Bugs, Baseline, and Dead Ends

v4.3 → v5.1
Establishing the Baseline, Then Hitting Every Wall · Mar 5–17

The most instructive bug: during strategic backtesting, my data slicing excluded published D+1 prices — the number one feature (26.5% of total importance) was NaN in some runs. Each of the three tree models handled the missing value differently, so the ensemble was broken in a non-obvious way. After fixing the data slicing, strategic MAE dropped 49% (XGBoost: 40.25 → 20.40 EUR/MWh). Tree models don't fail gracefully on missing data — they silently route samples down their default NaN branch, producing inconsistent behavior rather than an error.

After that fix, v4.3 became the first production deployment — automated daily predictions, fully live.

Day-Ahead MAE
0.00EUR/MWh
-11.8%vs v3.0
Strategic MAE
0.00EUR/MWh
-3.1%best ever
Shape Corr.
0.00
Spread Capture
0%

The nagging signs: bias at -10.97 EUR/MWh, errors worst at the most expensive hours, and every subsequent experiment bouncing off an invisible 13–14 EUR/MWh MAE ceiling. Before understanding why, I tried five approaches that all failed:

Rejected
v5.0 — Peak/off-peak split: Halving training samples per model degraded both.
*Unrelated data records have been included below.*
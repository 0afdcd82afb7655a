use std::fs;
use std::path::{Path, PathBuf};
use std::sync::OnceLock;

use log::{debug, warn};
use plotters::style::{register_font, FontStyle};

/// Family name every chart uses for its text.
pub const FONT_FAMILY: &str = "sans-serif";

const SYSTEM_FONTS: [&str; 9] = [
    "/usr/share/fonts/truetype/dejavu/DejaVuSans.ttf",
    "/usr/share/fonts/dejavu/DejaVuSans.ttf",
    "/usr/share/fonts/TTF/DejaVuSans.ttf",
    "/usr/share/fonts/dejavu-sans-fonts/DejaVuSans.ttf",
    "/usr/share/fonts/truetype/liberation/LiberationSans-Regular.ttf",
    "/usr/share/fonts/liberation-sans/LiberationSans-Regular.ttf",
    "/System/Library/Fonts/Supplemental/Arial.ttf",
    "/Library/Fonts/Arial.ttf",
    "C:\\Windows\\Fonts\\arial.ttf",
];

static REGISTERED: OnceLock<Option<PathBuf>> = OnceLock::new();

/// Registers the preferred font, or the first system font that loads, under `FONT_FAMILY`.
///
/// Registration happens once per process. The first call decides the outcome, including
/// when it found no font: later calls return that same result and their `preferred` path
/// is not tried.
pub fn ensure_font(preferred: Option<&Path>) -> Option<&'static Path> {
    REGISTERED
        .get_or_init(|| {
            preferred
                .map(Path::to_path_buf)
                .into_iter()
                .chain(SYSTEM_FONTS.iter().map(PathBuf::from))
                .find(|path| register(path))
        })
        .as_deref()
}

fn register(path: &Path) -> bool {
    let bytes = match fs::read(path) {
        Ok(bytes) => bytes,
        Err(err) => {
            debug!("font not readable, path={}, err={}", path.display(), err);
            return false;
        },
    };

    // plotters keeps a reference to the font data for the rest of the process.
    let bytes: &'static [u8] = Box::leak(bytes.into_boxed_slice());
    match register_font(FONT_FAMILY, FontStyle::Normal, bytes) {
        Ok(()) => {
            debug!("registered chart font, path={}", path.display());
            true
        },
        Err(_) => {
            warn!("not a usable TrueType font, path={}", path.display());
            false
        },
    }
}
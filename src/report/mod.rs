use std::fs;
use std::path::{Path, PathBuf};

use enum_dispatch::enum_dispatch;
use log::{info, warn};
use thiserror::Error;

pub mod charts;
pub mod fonts;
pub mod summary_text;

use crate::analysis::Analysis;
use crate::config::{AnalysisConfig, FONT_ENV};
use charts::{BenfordComparison, ChartKind, MonthlyEntries, SourcePie};

pub const SUMMARY_FILE: &str = "summary.txt";

pub const NO_FONT: &str = "no TrueType font available for chart text";

#[derive(Debug, Error)]
pub enum ReportError {
    #[error("failed to write {}: {source}", .path.display())]
    Io {
        path: PathBuf,
        #[source]
        source: std::io::Error,
    },
    #[error("failed to render {file}: {message}")]
    Render { file: &'static str, message: String },
}

#[enum_dispatch]
pub trait Chart {
    /// File name under the output directory.
    fn file_name(&self) -> &'static str;

    /// Set when there is nothing to draw.
    fn skip_reason(&self) -> Option<&'static str>;

    fn draw(&self, path: &Path) -> Result<(), ReportError>;
}

#[derive(Debug, Clone, PartialEq)]
pub enum ChartStatus {
    Written(PathBuf),
    Skipped(&'static str),
}

#[derive(Debug)]
pub struct ReportOutcome {
    pub summary: PathBuf,
    pub charts: Vec<(&'static str, ChartStatus)>,
}

impl ReportOutcome {
    pub fn chart(&self, file_name: &str) -> Option<&ChartStatus> {
        self.charts
            .iter()
            .find(|(name, _)| *name == file_name)
            .map(|(_, status)| status)
    }
}

/// Writes `summary.txt` and the charts into the output directory, creating it if needed.
/// Existing files are overwritten.
pub fn write_report(analysis: &Analysis, config: &AnalysisConfig) -> Result<ReportOutcome, ReportError> {
    let output_dir = &config.output_dir;
    fs::create_dir_all(output_dir).map_err(|source| ReportError::Io {
        path: output_dir.clone(),
        source,
    })?;

    let summary = output_dir.join(SUMMARY_FILE);
    fs::write(&summary, summary_text::render(analysis)).map_err(|source| ReportError::Io {
        path: summary.clone(),
        source,
    })?;
    info!("Summary written to {}", summary.display());

    let has_font = fonts::ensure_font(config.font_path.as_deref()).is_some();
    if !has_font {
        warn!("{}, set {} to a .ttf file to draw charts", NO_FONT, FONT_ENV);
    }

    let mut charts = Vec::new();
    for chart in charts::charts(analysis, config.top_sources) {
        let status = draw_chart(&chart, output_dir, has_font)?;
        charts.push((chart.file_name(), status));
    }

    Ok(ReportOutcome { summary, charts })
}

fn draw_chart(chart: &ChartKind, output_dir: &Path, has_font: bool) -> Result<ChartStatus, ReportError> {
    let reason = chart.skip_reason().or((!has_font).then_some(NO_FONT));
    if let Some(reason) = reason {
        warn!("skipping {}, reason={}", chart.file_name(), reason);
        return Ok(ChartStatus::Skipped(reason));
    }

    let path = output_dir.join(chart.file_name());
    chart.draw(&path)?;
    info!("Plot saved to {}", path.display());

    Ok(ChartStatus::Written(path))
}
use std::fmt;

use rust_decimal::Decimal;

use crate::analysis::benford::{BenfordAnalysis, CHI_SQUARED_CRITICAL};
use crate::analysis::summary::{DateRange, FrequencyTable};
use crate::analysis::Analysis;

const NOTE: &str = "Note: Benford's Law expects the digit 1 to lead about 30.1% of amounts, with the \
                    frequency falling toward digit 9.\nLarge differences between observed and expected \
                    frequencies may indicate anomalies, such as fabricated or duplicated entries,\nand \
                    are worth a closer look. They are not proof of error on their own.";

/// Renders the plain-text report written to `summary.txt`.
pub fn render(analysis: &Analysis) -> String {
    SummaryText(analysis).to_string()
}

struct SummaryText<'a>(&'a Analysis);

impl fmt::Display for SummaryText<'_> {
    fn fmt(&self, f: &mut fmt::Formatter<'_>) -> fmt::Result {
        let summary = &self.0.summary;

        writeln!(f, "Basic Analysis Summary")?;
        writeln!(f, "======================")?;
        writeln!(f)?;
        writeln!(f, "Total Rows: {}", summary.row_count)?;
        writeln!(f, "Effective Date Range: {}", date_range(summary.effective_dates))?;
        writeln!(f, "Entry Date Range: {}", date_range(summary.entry_dates))?;
        writeln!(f, "Total Debits: {}", format_amount(summary.total_debit))?;
        writeln!(f, "Total Credits: {}", format_amount(summary.total_credit))?;
        writeln!(
            f,
            "Net Difference (Debits + Credits): {}",
            format_amount(summary.net_difference)
        )?;
        writeln!(f)?;

        writeln!(f, "Entries by Business Unit:")?;
        write_frequencies(f, &summary.by_business_unit)?;
        writeln!(f)?;
        writeln!(f, "Entries by Source:")?;
        write_frequencies(f, &summary.by_source)?;
        writeln!(f)?;

        writeln!(f, "Benford's Law Analysis (First Digit)")?;
        writeln!(f, "====================================")?;
        writeln!(f)?;
        write_benford(f, &self.0.benford)?;
        writeln!(f)?;

        writeln!(f, "{}", NOTE)
    }
}

fn date_range(range: Option<DateRange>) -> String {
    range.map_or_else(|| "n/a".to_string(), |range| range.to_string())
}

fn write_frequencies(f: &mut fmt::Formatter<'_>, table: &FrequencyTable) -> fmt::Result {
    writeln!(f, "{}", table.label())?;
    if table.is_empty() {
        return writeln!(f, "(none)");
    }

    let name_width = table.iter().map(|(name, _)| name.chars().count()).max().unwrap_or(0);
    let count_width = table.iter().map(|(_, count)| count.to_string().len()).max().unwrap_or(0);
    for (name, count) in table.iter() {
        writeln!(f, "{:<name_width$}    {:>count_width$}", name, count)?;
    }

    Ok(())
}

fn write_benford(f: &mut fmt::Formatter<'_>, benford: &BenfordAnalysis) -> fmt::Result {
    let table = match benford {
        BenfordAnalysis::NoData => {
            return writeln!(f, "No positive amounts available; Benford analysis skipped.");
        },
        BenfordAnalysis::Distribution(table) => table,
    };

    writeln!(f, "Sample Size: {}", table.sample_size())?;
    writeln!(f)?;
    writeln!(f, "{:>5}  {:>8}  {:>8}  {:>10}", "Digit", "Observed", "Expected", "Difference")?;
    for row in table.digits() {
        writeln!(
            f,
            "{:>5}  {:>8.4}  {:>8.4}  {:>+10.4}",
            row.digit,
            row.observed,
            row.expected,
            row.difference()
        )?;
    }
    writeln!(f)?;

    writeln!(
        f,
        "Chi-Squared: {:.3} (critical value {} at p = 0.05, 8 degrees of freedom)",
        table.chi_squared(),
        CHI_SQUARED_CRITICAL
    )?;
    writeln!(f, "Mean Absolute Deviation: {:.4}", table.mean_absolute_deviation())?;
    if table.conforms() {
        writeln!(f, "Result: consistent with Benford's Law")
    } else {
        writeln!(f, "Result: deviates from Benford's Law")
    }
}

/// Two decimals with thousands separators, e.g. `-1,234.50`.
pub fn format_amount(amount: Decimal) -> String {
    let rounded = amount.round_dp(2);
    let rounded = if rounded.is_zero() { Decimal::ZERO } else { rounded };
    let fixed = format!("{:.2}", rounded);

    let (sign, digits) = match fixed.strip_prefix('-') {
        Some(digits) => ("-", digits),
        None => ("", fixed.as_str()),
    };
    let (whole, fraction) = digits.split_once('.').unwrap_or((digits, "00"));

    let mut grouped = String::with_capacity(whole.len() + whole.len() / 3);
    for (index, digit) in whole.chars().enumerate() {
        if index > 0 && (whole.len() - index) % 3 == 0 {
            grouped.push(',');
        }
        grouped.push(digit);
    }

    format!("{}{}.{}", sign, grouped, fraction)
}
MAE worsened 10.1%. Peaks need surrounding context — splitting removed it.

v5.0b — Log-transform target: Log compression amplified peak underprediction when transformed back. MAE worsened 14.5%.

v5.1 — Crisis data weighting: Winsorizing 2022 crisis prices had zero effect (±0.04 MAE). The problem is structural, not historical.

v8.0 — PyTorch deep MLP (after v7.2, see below): MAE 28.13 — 2.2× worse than XGBoost. A flattened lag array destroys temporal structure that trees handle naturally as conditional splits.

v9.0 — Quantile ensemble (after v7.2, see below): Blending q=0.25/0.55/0.75 models. Best combination: MAE 14.48 — worse than v7.0's 12.69. Averaging compressed outputs produces compressed averages.

The Structural Diagnosis: Why Trees Compress Prices

v6.1 → v6.2
48 Experiments to Find the Root Cause · Mar 18

After three failed experiments, I stepped back and asked a different question. Instead of "what feature or config will fix this," I asked: why does every gradient boosting configuration I try converge to the same accuracy ceiling?

I ran a systematic scout campaign — 48 experiments in two days — designed not to improve accuracy, but to diagnose why it wasn't improving. The scouts tested everything: different decay rates, quantile values, new features (Fourier harmonics, renewable curtailment proxies), target transforms (residual from baseline, multiplicative ratios), and a completely different tree algorithm (CatBoost).

The answer was in the numbers. I computed the ratio of predicted price standard deviation to actual price standard deviation — a measure I called "range ratio." Across every single experiment, this number was almost identical:

The compression problem — predicted vs actual price range
ACTUAL PRICES
-4 EUR
200 EUR
P99: 155 EUR
73%of range
PREDICTED PRICES
-22 EUR
127 EUR
P99: 99 EUR
Never predicts here

Regardless of features, loss function, decay rate, or even the boosting algorithm, predictions captured only 73% of the actual price range. The model's maximum prediction was about 127 EUR/MWh, while actual prices regularly exceeded 200 EUR/MWh. The 99th percentile of predictions was 99 EUR/MWh; the 99th percentile of actuals was 155.

This is leaf averaging — a fundamental property of how decision trees work. When a leaf node contains training samples with prices [80, 100, 130, 170], the tree predicts their average (~120), never the extremes. Every sample in that leaf gets the same prediction. The more heterogeneous the leaf, the more compression happens. With depth=8 trees, the leaves aren't specialized enough to isolate truly extreme conditions.

Where the Errors Live

The compression creates a distinctive error pattern that I could now see clearly in the data:

Error and bias by actual price level (EUR/MWh)
MAE Bias (negative = underpredicts)

The model overpredicts cheap hours (below 20 EUR/MWh) and severely underpredicts expensive hours. The critical range is 80–130 EUR/MWh, which makes up 34% of all hours but drives about 40% of total error. Above 130 EUR/MWh, the model essentially gives up — every prediction is too low by 45+ EUR/MWh.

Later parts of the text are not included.